In Their Own Words

Bridget Lowe on “Lady Randall”

Bridget Lowe author photo

Lady Randall

June of indignities. The mordant cores of
ovoid flowers track my
sadness like cameras. I am a thousand blue-
eyed sons back from the
perimeter, a
head and a trunk

partial to the singing voice of my night nurse.
Exeunt Childe Hood. Exeunt King
Tut, his formidable
eyebrows of lapis lazuli meant to offset the inner
runt. A photograph from a

medical book, the eyes
imponderable behind the
solid black block. The body’s
hovel stark and white. The
last lioness on
earth trying to form her terminal cub, in vain.
Real estate. The very first wall. That’s what I saw.



From
My Second Work (Carnegie Mellon University Press, 2020). All rights reserved. Reprinted with the permission of the author.

Lady Randall is my version of the 17th century ballad Lord Randall, in which a young man leaves home and returns from his journey with reportage of what he has seen in the world. It was also the inspiration for Bob Dylan’s famous interpretation “A Hard Rain’s A-Gonna Fall” (and the reason for the “blue-eyed sons” in my poem). I wanted to have a turn as the meandering lord, telling everyone what I saw, so I wrote myself this poem.

Lord Randall is set up as a dialogue between the young man and his mother, who is concerned over how sick her son appears to be (“Mother, mak my bed soon, for I’m weary wi’ hunting, and fain wad lie doun”), and while he has supposedly been poisoned by his lover, I always read it as more of a world-sickness rather than a literal poisoning.

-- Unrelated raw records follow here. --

//! Application configuration from the environment

use std::path::PathBuf;

use artboard_config::{ArtboardConfig, ConfigError};
use tracing::info;

/// Environment variable naming a JSON `ArtboardConfig` file
pub const CONFIG_ENV: &str = "ARTBOARD_CONFIG";

/// Environment variable forcing a stroke seed for reproducible output
pub const SEED_ENV: &str = "ARTBOARD_SEED";

/// Resolved application configuration
#[derive(Debug, Clone, Default)]
pub struct AppConfig {
    pub artboard: ArtboardConfig,
}

impl AppConfig {
    /// Defaults, overlaid by `ARTBOARD_CONFIG` and `ARTBOARD_SEED` when set
    pub fn from_env() -> Result<Self, ConfigError> {
        let path = std::env::var_os(CONFIG_ENV).map(PathBuf::from);
        let seed = std::env::var(SEED_ENV).ok();
        Self::resolve(path, seed.as_deref())
    }

    fn resolve(path: Option<PathBuf>, seed: Option<&str>) -> Result<Self, ConfigError> {
        let mut artboard = match path {
            Some(path) => {
                info!("Loading config from {}", path.display());
                ArtboardConfig::load(&path)?
            }
            None => ArtboardConfig::default(),
        };
        if let Some(seed) = seed.and_then(|s| s.trim().parse::<u64>().ok()) {
            artboard.tool.seed = Some(seed);
        }
        Ok(Self { artboard })
    }
}

#[cfg(test)]
mod tests {
    use super::*;

    #[test]
    fn test_resolve_defaults() {
        let config = AppConfig::resolve(None, None).unwrap();
        assert_eq!(config.artboard, ArtboardConfig::default());
    }

    #[test]
    fn test_resolve_seed_override() {
        let config = AppConfig::resolve(None, Some(" 42 ")).unwrap();
        assert_eq!(config.artboard.tool.seed, Some(42));

        let ignored = AppConfig::resolve(None, Some("abc")).unwrap();
        assert_eq!(ignored.artboard.tool.seed, None);
    }

    #[test]
    fn test_resolve_missing_file() {
        let result = AppConfig::resolve(Some(PathBuf::from("/nonexistent/artboard.json")), None);
        assert!(matches!(result, Err(ConfigError::Io(_))));
    }
}
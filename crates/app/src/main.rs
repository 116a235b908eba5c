//! Artboard - headless stroke replay
//!
//! `artboard <script.json> <out.png>` mounts a raster surface, replays the
//! script's tool changes, strokes and history actions, and writes the
//! result as PNG. `ARTBOARD_CONFIG` names an optional config file and
//! `ARTBOARD_SEED` pins the stroke randomness; `RUST_LOG` sets verbosity.

use std::process::ExitCode;

use tracing::{error, info};

mod config;
mod script;

use config::AppConfig;
use script::{Script, ScriptError};

fn main() -> ExitCode {
    tracing_subscriber::fmt::init();

    match run() {
        Ok(()) => ExitCode::SUCCESS,
        Err(e) => {
            error!("{}", e);
            ExitCode::FAILURE
        }
    }
}

fn run() -> Result<(), ScriptError> {
    let args: Vec<String> = std::env::args().skip(1).collect();
    let [script_path, out_path] = args.as_slice() else {
        return Err(ScriptError::Usage);
    };

    let config = AppConfig::from_env()?;
    let script = Script::load(script_path)?;
    let (artboard, stats) = script::replay(&script, &config.artboard)?;

    let png = artboard.export_image().ok_or(ScriptError::Export)?;
    std::fs::write(out_path, &png)?;
    info!(
        "Wrote {} ({} bytes): {} strokes, {} undos, {} redos, {} clears",
        out_path,
        png.len(),
        stats.strokes,
        stats.undos,
        stats.redos,
        stats.clears
    );
    Ok(())
}
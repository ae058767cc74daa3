//! Core data models for lyric retrieval.
//!
//! This module contains the caller-supplied query type, the catalog's search
//! and lyric wire envelopes, and the assembled output record handed to the
//! host sink.

use serde::Deserialize;

// ============================================================================
// Caller Input
// ============================================================================

/// Caller-supplied track metadata, verbatim from the local file's tags.
/// `raw_title` is required (empty input makes the whole lookup a no-op);
/// `raw_artist` may be empty. Never mutated; output records copy these
/// fields back verbatim so downstream identity matching in the host works
/// even when the catalog's display names differ (e.g. "feat." suffixes).
#[derive(Clone, Debug)]
pub struct TrackQuery {
    pub raw_title: String,
    pub raw_artist: String,
}

impl TrackQuery {
    pub fn new(raw_title: impl Into<String>, raw_artist: impl Into<String>) -> Self {
        Self {
            raw_title: raw_title.into(),
            raw_artist: raw_artist.into(),
        }
    }
}

// ============================================================================
// Catalog Search Envelope
// ============================================================================

/// Performer entry inside a search candidate.
#[derive(Clone, Debug, Deserialize)]
pub struct CandidateArtist {
    #[serde(default)]
    pub name: String,
}

/// Album entry inside a search candidate.
#[derive(Clone, Debug, Deserialize)]
pub struct CandidateAlbum {
    #[serde(default)]
    pub name: String,
}

/// One song entry from the catalog's search endpoint. Only the fields the
/// scorer and assembler need; everything else in the payload is ignored.
#[derive(Clone, Debug, Deserialize)]
pub struct SongCandidate {
    pub id: i64,
    #[serde(default)]
    pub name: String,
    #[serde(default)]
    pub artists: Vec<CandidateArtist>,
    #[serde(default)]
    pub album: Option<CandidateAlbum>,
}

impl SongCandidate {
    /// Joined performer names for logging and artist scoring.
    pub fn artist_names(&self) -> String {
        self.artists
            .iter()
            .map(|a| a.name.as_str())
            .collect::<Vec<_>>()
            .join("/")
    }
}

/// Search response envelope: `{code: 200, result: {songs: [...]}}`.
/// `code` values other than 200 mean the catalog rejected the query even
/// though the HTTP layer returned success.
#[derive(Debug, Deserialize)]
pub struct SearchEnvelope {
    #[serde(default)]
    pub code: i64,
    #[serde(default)]
    pub result: Option<SearchResult>,
}

#[derive(Debug, Deserialize)]
pub struct SearchResult {
    #[serde(default)]
    pub songs: Option<Vec<SongCandidate>>,
}

// ============================================================================
// Lyric Fetch Payload
// ============================================================================

/// One lyric body inside the fetch response.
#[derive(Clone, Debug, Default, Deserialize)]
pub struct LyricBody {
    #[serde(default)]
    pub lyric: Option<String>,
}

/// Lyric fetch response: `{lrc: {lyric}, tlyric?: {lyric}}`.
/// A missing `lrc.lyric` is the catalog's normal "no lyric for this song"
/// outcome, not a malformed response.
#[derive(Clone, Debug, Default, Deserialize)]
pub struct LyricPayload {
    #[serde(default)]
    pub lrc: Option<LyricBody>,
    #[serde(default)]
    pub tlyric: Option<LyricBody>,
}

impl LyricPayload {
    /// The original-language lyric text, if the song has one.
    pub fn original(&self) -> Option<&str> {
        self.lrc
            .as_ref()
            .and_then(|b| b.lyric.as_deref())
            .filter(|s| !s.is_empty())
    }

    /// The translated lyric text, if present.
    pub fn translation(&self) -> Option<&str> {
        self.tlyric
            .as_ref()
            .and_then(|b| b.lyric.as_deref())
            .filter(|s| !s.is_empty())
    }
}

// ============================================================================
// Output Record
// ============================================================================

/// Assembled lyric record handed to the host sink.
///
/// `title` and `artist` are always the raw caller values from [`TrackQuery`],
/// never the normalized form or the catalog's display names. `album` comes
/// from the matched candidate (empty when the catalog has none).
#[derive(Clone, Debug, PartialEq, Eq)]
pub struct LyricRecord {
    pub title: String,
    pub artist: String,
    pub album: String,
    pub lyric_text: String,
    pub source: String,
}

#[cfg(test)]
mod tests {
    use super::*;

    #[test]
    fn test_search_envelope_full() {
        let body = r#"{"code":200,"result":{"songs":[
            {"id":42,"name":"Song","artists":[{"name":"A"},{"name":"B"}],
             "album":{"name":"Album"}}]}}"#;
        let env: SearchEnvelope = serde_json::from_str(body).unwrap();
        assert_eq!(env.code, 200);
        let songs = env.result.unwrap().songs.unwrap();
        assert_eq!(songs.len(), 1);
        assert_eq!(songs[0].id, 42);
        assert_eq!(songs[0].artist_names(), "A/B");
        assert_eq!(songs[0].album.as_ref().unwrap().name, "Album");
    }

    #[test]
    fn test_search_envelope_missing_result() {
        let env: SearchEnvelope = serde_json::from_str(r#"{"code":400}"#).unwrap();
        assert_eq!(env.code, 400);
        assert!(env.result.is_none());
    }

    #[test]
    fn test_lyric_payload_accessors() {
        let body = r#"{"lrc":{"lyric":"line one"},"tlyric":{"lyric":"译文"}}"#;
        let payload: LyricPayload = serde_json::from_str(body).unwrap();
        assert_eq!(payload.original(), Some("line one"));
        assert_eq!(payload.translation(), Some("译文"));
    }

    #[test]
    fn test_lyric_payload_empty_lyric_is_none() {
        let payload: LyricPayload = serde_json::from_str(r#"{"lrc":{"lyric":""}}"#).unwrap();
        assert_eq!(payload.original(), None);
        assert_eq!(payload.translation(), None);
    }
}
//! Shared normalization for catalog matching.
//!
//! Canonicalizes the noisy human-entered title/artist strings from local file
//! tags so they can be compared against catalog search results: lowercasing,
//! punctuation and CJK bracket stripping, whitespace collapsing, and
//! voice-actor ("CV") extraction from parenthesized artist annotations.
//!
//! All functions here are total and deterministic; `normalize_keywords` is
//! idempotent for either parenthetical mode.

use once_cell::sync::Lazy;
use regex::Regex;

use crate::config::Config;
use crate::models::TrackQuery;

// ============================================================================
// REGEX PATTERNS
// ============================================================================

/// Quote/bracket/currency symbols replaced by a single space, including the
/// CJK bracket variants (《》「」『』) and plain parentheses. Parentheses are
/// in this class so that in non-stripping mode `song (remix)` still
/// normalizes to `song remix` rather than keeping literal parens.
static QUOTE_BRACKETS: Lazy<Regex> =
    Lazy::new(|| Regex::new(r"['·$&–\[\]\{\}()（）《》「」『』]").unwrap());

/// Whole parenthetical groups, ASCII or full-width. Only applied when
/// `Config::strip_parentheticals` is set; stripping happens before symbol
/// collapsing so the group content disappears entirely.
static PAREN_GROUPS: Lazy<Regex> = Lazy::new(|| Regex::new(r"\(.*?\)|（.*?）").unwrap());

/// Runs of ASCII symbol characters collapsed to a single space:
/// `-`, `/`, `:`..`@`, `[`..`` ` ``, `{`..`~`.
static SYMBOL_RUNS: Lazy<Regex> = Lazy::new(|| Regex::new(r"[\-/:-@\[-`{-~]+").unwrap());

/// Full-width punctuation and CJK punctuation removed outright
/// (em dash, curly quote, ellipsis, 、。《》『』【】・！（），：；？～￥).
static FULLWIDTH_PUNCT: Lazy<Regex> = Lazy::new(|| {
    Regex::new(
        "[\u{2014}\u{2018}\u{201C}\u{2026}\u{3001}\u{3002}\u{300A}\u{300B}\u{300E}\u{300F}\
         \u{3010}\u{3011}\u{30FB}\u{FF01}\u{FF08}\u{FF09}\u{FF0C}\u{FF1A}\u{FF1B}\u{FF1F}\
         \u{FF5E}\u{FFE5}]+",
    )
    .unwrap()
});

/// Regex to collapse whitespace runs into a single space
static MULTI_SPACE: Lazy<Regex> = Lazy::new(|| Regex::new(r"\s+").unwrap());

/// Voice-actor marker inside a parenthesized artist annotation:
/// `(CV.春日さくら)`, `（cv 春日さくら）`. The marker must open the group;
/// the captured remainder is the performer name.
static CV_MARKER: Lazy<Regex> =
    Lazy::new(|| Regex::new(r"(?i)[(（]\s*cv[\s.。、]*([^)）]+)[)）]").unwrap());

// ============================================================================
// NORMALIZATION FUNCTIONS
// ============================================================================

/// Normalize a title or artist string for matching.
///
/// Lowercases, replaces quote/bracket symbols with spaces, collapses ASCII
/// symbol runs, removes full-width punctuation, and collapses whitespace.
/// With `strip_parentheticals` set, whole `(...)`/`（...）` groups are removed
/// first, so `Song (Remix)` becomes `song`; without it the group content
/// survives as plain words (`song remix`).
pub fn normalize_keywords(s: &str, strip_parentheticals: bool) -> String {
    if s.is_empty() {
        return String::new();
    }

    let mut result = s.to_lowercase();
    if strip_parentheticals {
        result = PAREN_GROUPS.replace_all(&result, "").to_string();
    }
    result = QUOTE_BRACKETS.replace_all(&result, " ").to_string();
    result = SYMBOL_RUNS.replace_all(&result, " ").to_string();
    result = FULLWIDTH_PUNCT.replace_all(&result, "").to_string();

    MULTI_SPACE.replace_all(result.trim(), " ").to_string()
}

/// Extract the voice-actor name from a character-annotated artist field.
///
/// Anime soundtracks commonly tag the artist as `character (CV.performer)`;
/// the catalog indexes by performer. When a parenthesized group opening with
/// a `cv` marker is present, the captured performer name replaces the whole
/// field. A missing group, or a group without the marker (`Char(Note)`),
/// leaves the input unchanged.
///
/// Must run on the raw, pre-normalization artist string: normalization
/// destroys the brackets this looks for.
pub fn extract_performer(artist: &str) -> String {
    if let Some(caps) = CV_MARKER.captures(artist) {
        let performer = caps[1].trim();
        if !performer.is_empty() {
            return performer.to_string();
        }
    }
    artist.to_string()
}

// ============================================================================
// Normalized Query
// ============================================================================

/// Normalized (title, artist) pair derived from a [`TrackQuery`].
/// An empty `title` means the lookup should be skipped entirely.
#[derive(Clone, Debug)]
pub struct NormalizedQuery {
    pub title: String,
    pub artist: String,
}

impl NormalizedQuery {
    /// Normalize a caller query. The artist passes through CV extraction
    /// before general normalization (bracket detection needs the original
    /// punctuation).
    pub fn from_query(query: &TrackQuery, config: &Config) -> Self {
        Self {
            title: normalize_keywords(&query.raw_title, config.strip_parentheticals),
            artist: normalize_keywords(
                &extract_performer(&query.raw_artist),
                config.strip_parentheticals,
            ),
        }
    }
}

// ============================================================================
// TESTS
// ============================================================================

#[cfg(test)]
mod tests {
    use super::*;

    #[test]
    fn test_normalize_basic() {
        assert_eq!(normalize_keywords("Song Name", true), "song name");
        assert_eq!(normalize_keywords("  Song   Name  ", true), "song name");
        assert_eq!(normalize_keywords("Jay-Z: 99 Problems", true), "jay z 99 problems");
    }

    #[test]
    fn test_normalize_empty() {
        assert_eq!(normalize_keywords("", true), "");
        assert_eq!(normalize_keywords("", false), "");
    }

    #[test]
    fn test_normalize_cjk_brackets() {
        assert_eq!(normalize_keywords("《起风了》", true), "起风了");
        assert_eq!(normalize_keywords("「夜に駆ける」YOASOBI", true), "夜に駆ける yoasobi");
        // Full-width tilde is removed outright, not spaced.
        assert_eq!(normalize_keywords("曲名～テーマ～", true), "曲名テーマ");
    }

    #[test]
    fn test_normalize_fullwidth_punct_removed() {
        assert_eq!(normalize_keywords("曲名！？", true), "曲名");
        assert_eq!(normalize_keywords("a，b：c", true), "abc");
    }

    #[test]
    fn test_normalize_strip_parentheticals() {
        assert_eq!(normalize_keywords("Song (Remix)", true), "song");
        assert_eq!(normalize_keywords("曲（インスト）", true), "曲");
    }

    #[test]
    fn test_normalize_keep_parentheticals() {
        // Non-stripping mode keeps the group content as plain words.
        assert_eq!(normalize_keywords("Song (Remix)", false), "song remix");
        assert_eq!(normalize_keywords("曲（インスト）", false), "曲 インスト");
    }

    #[test]
    fn test_normalize_idempotent() {
        let inputs = [
            "Song (Remix)",
            "《起风了》- 吴青峰",
            "It's a Test!! -- [demo]",
            "赤城ユイナ(CV.春日さくら)",
            "",
        ];
        for strip in [true, false] {
            for input in inputs {
                let once = normalize_keywords(input, strip);
                assert_eq!(normalize_keywords(&once, strip), once, "input: {input:?}");
            }
        }
    }

    #[test]
    fn test_extract_performer_cv() {
        assert_eq!(extract_performer("赤城ユイナ(CV.春日さくら)"), "春日さくら");
        assert_eq!(extract_performer("赤城ユイナ（CV。春日さくら）"), "春日さくら");
        assert_eq!(extract_performer("Char (cv Jane Doe)"), "Jane Doe");
    }

    #[test]
    fn test_extract_performer_no_bracket() {
        assert_eq!(extract_performer("John Smith"), "John Smith");
        assert_eq!(extract_performer(""), "");
    }

    #[test]
    fn test_extract_performer_bracket_without_marker() {
        assert_eq!(extract_performer("Char(Note)"), "Char(Note)");
    }

    #[test]
    fn test_normalized_query_applies_cv_extraction() {
        let config = Config::default();
        let query = TrackQuery::new("Song", "赤城ユイナ(CV.春日さくら)");
        let norm = NormalizedQuery::from_query(&query, &config);
        assert_eq!(norm.title, "song");
        assert_eq!(norm.artist, "春日さくら");
    }
}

In Goya’s Disasters of War series, plate 44 is of a woman gathering her terrified child in her arms, an infant slung over her shoulder, as they begin to flee. It is titled Yo lo vi. (“I saw it.”). The question the mother asks of her son in Lord Randall – “What did you see?” – allows the story to unfold in a way that is unadorned and immediate. It’s this flat reportage that breaks your heart in the ballad and in a much, much deeper way, in Goya’s statement on war.

Some of the references in the poem include the 1939 anti-war novel Johnny Got His Gun, Jean Jacques Rousseau’s Discourse on Inequality in which he writes “the idea of property depends on many prior ideas” and identifies land ownership as the origin of inequality and a precursor to war. Lady Randall is my response to Trump (an avatar for the real estate industry) becoming president.